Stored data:

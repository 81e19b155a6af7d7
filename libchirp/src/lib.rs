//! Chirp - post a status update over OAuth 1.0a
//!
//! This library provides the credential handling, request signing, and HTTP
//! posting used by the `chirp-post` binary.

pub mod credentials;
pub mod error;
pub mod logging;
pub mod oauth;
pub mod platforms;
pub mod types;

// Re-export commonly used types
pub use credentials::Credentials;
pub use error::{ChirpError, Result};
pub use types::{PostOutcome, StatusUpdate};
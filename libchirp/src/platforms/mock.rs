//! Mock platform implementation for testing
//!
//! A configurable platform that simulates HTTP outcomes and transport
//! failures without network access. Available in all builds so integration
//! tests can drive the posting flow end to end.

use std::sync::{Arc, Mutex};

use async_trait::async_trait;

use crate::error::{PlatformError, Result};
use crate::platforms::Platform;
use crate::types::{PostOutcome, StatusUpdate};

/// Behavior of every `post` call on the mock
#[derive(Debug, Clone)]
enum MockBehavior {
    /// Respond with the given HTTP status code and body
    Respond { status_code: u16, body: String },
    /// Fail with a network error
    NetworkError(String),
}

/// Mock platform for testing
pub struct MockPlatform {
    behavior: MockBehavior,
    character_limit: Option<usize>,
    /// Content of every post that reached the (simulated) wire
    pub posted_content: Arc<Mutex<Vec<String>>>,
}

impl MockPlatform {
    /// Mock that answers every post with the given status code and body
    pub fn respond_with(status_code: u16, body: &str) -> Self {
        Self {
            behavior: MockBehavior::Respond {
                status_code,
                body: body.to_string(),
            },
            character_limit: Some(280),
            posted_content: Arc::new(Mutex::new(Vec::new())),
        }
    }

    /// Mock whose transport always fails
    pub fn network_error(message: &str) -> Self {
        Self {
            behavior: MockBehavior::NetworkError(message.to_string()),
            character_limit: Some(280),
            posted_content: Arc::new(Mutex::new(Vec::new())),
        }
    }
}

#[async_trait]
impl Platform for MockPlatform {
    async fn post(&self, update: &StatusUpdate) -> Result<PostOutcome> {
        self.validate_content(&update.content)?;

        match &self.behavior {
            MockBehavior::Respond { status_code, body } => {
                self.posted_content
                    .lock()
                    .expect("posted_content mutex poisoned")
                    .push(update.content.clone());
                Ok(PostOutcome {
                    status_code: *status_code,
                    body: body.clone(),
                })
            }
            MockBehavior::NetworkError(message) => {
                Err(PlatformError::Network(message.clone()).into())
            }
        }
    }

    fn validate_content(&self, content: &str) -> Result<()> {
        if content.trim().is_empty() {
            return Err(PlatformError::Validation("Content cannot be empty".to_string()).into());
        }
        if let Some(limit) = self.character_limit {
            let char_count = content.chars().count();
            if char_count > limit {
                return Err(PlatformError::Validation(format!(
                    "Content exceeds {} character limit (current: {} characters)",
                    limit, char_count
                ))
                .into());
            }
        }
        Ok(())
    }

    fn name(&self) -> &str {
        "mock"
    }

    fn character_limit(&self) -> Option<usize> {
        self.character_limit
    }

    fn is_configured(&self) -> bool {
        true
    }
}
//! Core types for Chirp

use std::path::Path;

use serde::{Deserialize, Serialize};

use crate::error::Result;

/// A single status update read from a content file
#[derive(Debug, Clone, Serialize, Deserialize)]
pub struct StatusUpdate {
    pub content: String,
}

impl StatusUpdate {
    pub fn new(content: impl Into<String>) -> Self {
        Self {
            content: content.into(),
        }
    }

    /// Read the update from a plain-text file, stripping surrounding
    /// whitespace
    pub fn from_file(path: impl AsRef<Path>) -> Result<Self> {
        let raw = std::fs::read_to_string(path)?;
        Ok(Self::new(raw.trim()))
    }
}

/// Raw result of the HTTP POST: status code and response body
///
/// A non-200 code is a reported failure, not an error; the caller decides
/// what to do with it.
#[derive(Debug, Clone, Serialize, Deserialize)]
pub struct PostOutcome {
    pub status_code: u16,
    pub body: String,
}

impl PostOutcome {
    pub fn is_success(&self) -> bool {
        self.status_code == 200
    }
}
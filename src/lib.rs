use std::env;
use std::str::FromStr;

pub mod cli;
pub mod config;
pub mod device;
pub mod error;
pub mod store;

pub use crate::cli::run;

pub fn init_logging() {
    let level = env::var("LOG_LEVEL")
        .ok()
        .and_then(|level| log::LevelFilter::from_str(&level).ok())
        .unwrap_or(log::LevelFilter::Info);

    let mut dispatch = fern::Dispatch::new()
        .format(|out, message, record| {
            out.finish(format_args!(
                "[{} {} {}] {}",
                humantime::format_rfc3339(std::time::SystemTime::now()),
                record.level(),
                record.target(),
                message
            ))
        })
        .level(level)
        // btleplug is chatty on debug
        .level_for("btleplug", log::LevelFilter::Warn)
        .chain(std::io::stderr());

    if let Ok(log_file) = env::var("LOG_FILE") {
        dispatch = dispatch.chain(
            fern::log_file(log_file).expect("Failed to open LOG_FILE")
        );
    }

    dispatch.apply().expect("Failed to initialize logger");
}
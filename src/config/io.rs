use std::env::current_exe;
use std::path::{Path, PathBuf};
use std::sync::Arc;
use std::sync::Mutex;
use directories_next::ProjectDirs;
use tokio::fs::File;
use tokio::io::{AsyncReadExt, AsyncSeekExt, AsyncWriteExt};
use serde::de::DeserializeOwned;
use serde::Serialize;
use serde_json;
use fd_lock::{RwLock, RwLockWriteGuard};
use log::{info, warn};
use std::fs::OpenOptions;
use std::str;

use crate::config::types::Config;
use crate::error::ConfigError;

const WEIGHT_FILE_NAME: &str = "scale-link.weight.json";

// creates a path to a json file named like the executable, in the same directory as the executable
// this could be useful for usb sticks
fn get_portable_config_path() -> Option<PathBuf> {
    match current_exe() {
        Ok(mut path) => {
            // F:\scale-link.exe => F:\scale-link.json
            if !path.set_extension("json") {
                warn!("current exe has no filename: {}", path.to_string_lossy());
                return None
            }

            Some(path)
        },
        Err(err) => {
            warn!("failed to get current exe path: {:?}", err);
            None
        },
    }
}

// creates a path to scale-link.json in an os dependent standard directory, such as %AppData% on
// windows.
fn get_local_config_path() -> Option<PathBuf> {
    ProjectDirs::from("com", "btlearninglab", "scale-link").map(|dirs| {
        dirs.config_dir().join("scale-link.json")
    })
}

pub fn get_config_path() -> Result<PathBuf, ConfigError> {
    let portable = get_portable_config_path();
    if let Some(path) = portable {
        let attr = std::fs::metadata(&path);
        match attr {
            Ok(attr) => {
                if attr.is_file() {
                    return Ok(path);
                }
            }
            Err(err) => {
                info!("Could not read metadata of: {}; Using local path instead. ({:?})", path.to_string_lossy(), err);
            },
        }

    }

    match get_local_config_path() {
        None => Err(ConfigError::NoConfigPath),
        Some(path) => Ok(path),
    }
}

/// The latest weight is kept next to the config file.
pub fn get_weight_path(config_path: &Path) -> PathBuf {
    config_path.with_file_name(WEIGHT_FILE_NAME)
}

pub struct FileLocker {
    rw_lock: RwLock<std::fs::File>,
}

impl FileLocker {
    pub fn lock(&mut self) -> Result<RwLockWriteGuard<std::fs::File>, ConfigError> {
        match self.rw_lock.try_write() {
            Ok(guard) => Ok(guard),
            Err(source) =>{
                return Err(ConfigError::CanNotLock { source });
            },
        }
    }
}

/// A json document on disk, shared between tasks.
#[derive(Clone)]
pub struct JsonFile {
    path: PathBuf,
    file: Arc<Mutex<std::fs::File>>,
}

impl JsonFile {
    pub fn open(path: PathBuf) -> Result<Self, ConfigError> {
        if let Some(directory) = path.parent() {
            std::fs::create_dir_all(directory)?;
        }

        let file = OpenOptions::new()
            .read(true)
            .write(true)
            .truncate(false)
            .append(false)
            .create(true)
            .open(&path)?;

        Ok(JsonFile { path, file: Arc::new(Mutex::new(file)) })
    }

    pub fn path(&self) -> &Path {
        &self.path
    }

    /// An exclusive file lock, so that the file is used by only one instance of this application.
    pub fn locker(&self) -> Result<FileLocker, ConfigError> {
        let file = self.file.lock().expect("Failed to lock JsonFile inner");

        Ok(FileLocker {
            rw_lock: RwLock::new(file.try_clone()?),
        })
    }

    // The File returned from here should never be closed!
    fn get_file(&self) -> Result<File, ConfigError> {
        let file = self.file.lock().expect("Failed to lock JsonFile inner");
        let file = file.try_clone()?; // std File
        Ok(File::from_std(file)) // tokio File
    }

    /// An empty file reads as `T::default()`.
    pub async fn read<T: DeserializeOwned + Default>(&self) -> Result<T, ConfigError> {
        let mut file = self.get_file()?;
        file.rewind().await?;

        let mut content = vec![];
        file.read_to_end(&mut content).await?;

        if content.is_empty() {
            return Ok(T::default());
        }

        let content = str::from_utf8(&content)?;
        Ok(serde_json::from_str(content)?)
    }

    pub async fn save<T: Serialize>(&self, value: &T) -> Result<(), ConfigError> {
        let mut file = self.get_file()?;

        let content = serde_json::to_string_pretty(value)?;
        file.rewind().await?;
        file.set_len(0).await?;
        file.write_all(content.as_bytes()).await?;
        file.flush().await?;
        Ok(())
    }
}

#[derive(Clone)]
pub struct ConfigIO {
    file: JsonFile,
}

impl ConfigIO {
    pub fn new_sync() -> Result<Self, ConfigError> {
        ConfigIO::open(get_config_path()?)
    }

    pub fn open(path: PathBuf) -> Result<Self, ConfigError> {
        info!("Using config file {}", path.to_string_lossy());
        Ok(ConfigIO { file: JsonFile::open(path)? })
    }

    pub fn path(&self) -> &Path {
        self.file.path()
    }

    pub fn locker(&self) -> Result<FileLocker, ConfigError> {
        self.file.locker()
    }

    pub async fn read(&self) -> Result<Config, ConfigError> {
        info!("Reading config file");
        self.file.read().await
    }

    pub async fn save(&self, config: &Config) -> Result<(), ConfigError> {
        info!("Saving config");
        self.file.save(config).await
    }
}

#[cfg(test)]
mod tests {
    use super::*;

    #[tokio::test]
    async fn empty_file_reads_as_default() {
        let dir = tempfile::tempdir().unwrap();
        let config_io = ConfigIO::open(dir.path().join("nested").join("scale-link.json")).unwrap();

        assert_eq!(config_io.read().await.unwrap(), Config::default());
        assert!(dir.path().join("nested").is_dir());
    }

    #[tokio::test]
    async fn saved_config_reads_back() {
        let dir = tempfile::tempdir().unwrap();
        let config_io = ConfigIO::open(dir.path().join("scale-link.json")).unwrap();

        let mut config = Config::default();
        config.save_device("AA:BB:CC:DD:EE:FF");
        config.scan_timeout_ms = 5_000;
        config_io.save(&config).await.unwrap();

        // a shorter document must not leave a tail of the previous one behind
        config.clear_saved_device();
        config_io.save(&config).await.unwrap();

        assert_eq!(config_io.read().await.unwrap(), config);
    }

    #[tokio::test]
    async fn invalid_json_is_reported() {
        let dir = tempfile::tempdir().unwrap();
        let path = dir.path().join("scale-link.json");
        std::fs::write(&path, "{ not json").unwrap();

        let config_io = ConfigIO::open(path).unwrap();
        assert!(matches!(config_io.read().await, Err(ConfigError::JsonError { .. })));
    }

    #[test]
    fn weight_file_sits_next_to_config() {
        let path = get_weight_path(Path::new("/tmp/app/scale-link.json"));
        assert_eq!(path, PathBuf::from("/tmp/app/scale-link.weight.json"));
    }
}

EXERCISE GOAL | Could you return the lines in the entries above that contain "ConfigIO"?

REPLY TO THE TASK |
pub struct ConfigIO {
impl ConfigIO {
        ConfigIO::open(get_config_path()?)
        Ok(ConfigIO { file: JsonFile::open(path)? })
        let config_io = ConfigIO::open(dir.path().join("nested").join("scale-link.json")).unwrap();
        let config_io = ConfigIO::open(dir.path().join("scale-link.json")).unwrap();
        let config_io = ConfigIO::open(path).unwrap();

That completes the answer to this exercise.